腕に自信のある美容外科医とはいえ、最初に一人で独立開業するのは何かと不安なものです。
もちろん手術の中でも得意不得意があるでしょうし、息の合う美容外科医同士で開業するのは診療面でも経営面でもその都度相談ができるというメリットがあります。
最後に4番目の全国チェーン店のオーナーです。
全国展開のチェーン店オーナーは、医師というよりは完全なbusinessオーナーといえます。これにはオーナーの経営手腕が極めて優れていることが必須になり、必要とされるスキルの内容はマーケティング、広告戦略、顧客(患者)管理、労務管理など大企業並みになります。

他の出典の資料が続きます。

//! Fixed code tables shared with the backend.
//!
//! Unknown codes decode to an `Unknown` fallback so a backend that adds a new
//! category does not break older clients.

use serde::{Deserialize, Serialize};

/// Restaurant category a cherry-pick game is played over, sent as a numeric
/// `gameMode`.
#[derive(Debug, Clone, Copy, PartialEq, Eq, Hash, Serialize, Deserialize)]
#[serde(from = "u8", into = "u8")]
pub enum GameCategory {
    All,
    Korean,
    Chinese,
    Japanese,
    Western,
    Asian,
    Cafe,
    Pub,
    Unknown(u8),
}

impl GameCategory {
    pub fn code(&self) -> u8 {
        (*self).into()
    }

    pub fn display_name(&self) -> &'static str {
        match self {
            GameCategory::All => "Anything",
            GameCategory::Korean => "Korean",
            GameCategory::Chinese => "Chinese",
            GameCategory::Japanese => "Japanese",
            GameCategory::Western => "Western",
            GameCategory::Asian => "Asian",
            GameCategory::Cafe => "Cafe & Dessert",
            GameCategory::Pub => "Pub",
            GameCategory::Unknown(_) => "Other",
        }
    }
}

impl From<u8> for GameCategory {
    fn from(code: u8) -> Self {
        match code {
            0 => GameCategory::All,
            1 => GameCategory::Korean,
            2 => GameCategory::Chinese,
            3 => GameCategory::Japanese,
            4 => GameCategory::Western,
            5 => GameCategory::Asian,
            6 => GameCategory::Cafe,
            7 => GameCategory::Pub,
            other => GameCategory::Unknown(other),
        }
    }
}

impl From<GameCategory> for u8 {
    fn from(category: GameCategory) -> Self {
        match category {
            GameCategory::All => 0,
            GameCategory::Korean => 1,
            GameCategory::Chinese => 2,
            GameCategory::Japanese => 3,
            GameCategory::Western => 4,
            GameCategory::Asian => 5,
            GameCategory::Cafe => 6,
            GameCategory::Pub => 7,
            GameCategory::Unknown(code) => code,
        }
    }
}

/// One axis of the user's taste radar chart.
#[derive(Debug, Clone, Copy, PartialEq, Eq, Hash, Serialize, Deserialize)]
#[serde(rename_all = "SCREAMING_SNAKE_CASE")]
pub enum TagTitle {
    Taste,
    Mood,
    Price,
    Service,
    Cleanliness,
    Portion,
    Accessibility,
    #[serde(other)]
    Unknown,
}

impl TagTitle {
    /// Radar axes in the order the backend sends `radarValues`.
    pub const RADAR_AXES: [TagTitle; 7] = [
        TagTitle::Taste,
        TagTitle::Mood,
        TagTitle::Price,
        TagTitle::Service,
        TagTitle::Cleanliness,
        TagTitle::Portion,
        TagTitle::Accessibility,
    ];

    pub fn display_name(&self) -> &'static str {
        match self {
            TagTitle::Taste => "Taste",
            TagTitle::Mood => "Mood",
            TagTitle::Price => "Price",
            TagTitle::Service => "Service",
            TagTitle::Cleanliness => "Cleanliness",
            TagTitle::Portion => "Portion",
            TagTitle::Accessibility => "Accessibility",
            TagTitle::Unknown => "Other",
        }
    }
}

/// Class label the backend assigns from the user's activity.
#[derive(Debug, Clone, Copy, PartialEq, Eq, Hash, Serialize, Deserialize)]
#[serde(rename_all = "SCREAMING_SNAKE_CASE")]
pub enum UserClass {
    Beginner,
    Explorer,
    Gourmet,
    Connoisseur,
    #[serde(other)]
    Unknown,
}

impl UserClass {
    pub fn display_name(&self) -> &'static str {
        match self {
            UserClass::Beginner => "Beginner Picker",
            UserClass::Explorer => "Explorer",
            UserClass::Gourmet => "Gourmet",
            UserClass::Connoisseur => "Connoisseur",
            UserClass::Unknown => "Picker",
        }
    }
}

以上、美容外科における4つの開業形態をみてきました。
ここでこれらの開業形態の違いについてもう少し考えてみましょう。
2と3の開業医は、ビジネス用語でいえばself-businessのオーナーで、基本的には同じ範疇です。
2から3へと移行しても美容外科医師として診療と経営を両立していくことができるメリットがありますが、全国に分院展開できるのはせいぜい5か所ぐらいです。
3には診療にこだわる美容外科医が多く、診療・経営理念の統一が困難でやがて分裂するかグループの形骸化がおきる可能性があります。規模が大きくなればなるほどそういったリスクが生じやすくなり、必然的にスケール拡大に制限がかかりどこかで頭打ちになります。
2,3と4には大きな違いがあります。不思議と4の医師は元々美容外科の手術は何もできないことが多く、だからこそ優秀な医師を雇い手術を任せきることができる点です。
クリニックの規模拡大には基本的に制限がありません。自身が診療に携わらないことが逆に大きなメリットになります。
自動車のフォードの創始者もそうであったように、自分ができないことは優秀な人を雇うことでカバーして企業を成長させるパターンです。
以上、簡単に経営形態で美容外科を見てきました。
以前に何度も書いてきましたが美容外科の診療には経営形態が非常に大きく影響を及ぼします。次回以降は診療からみた経営について書いていきます。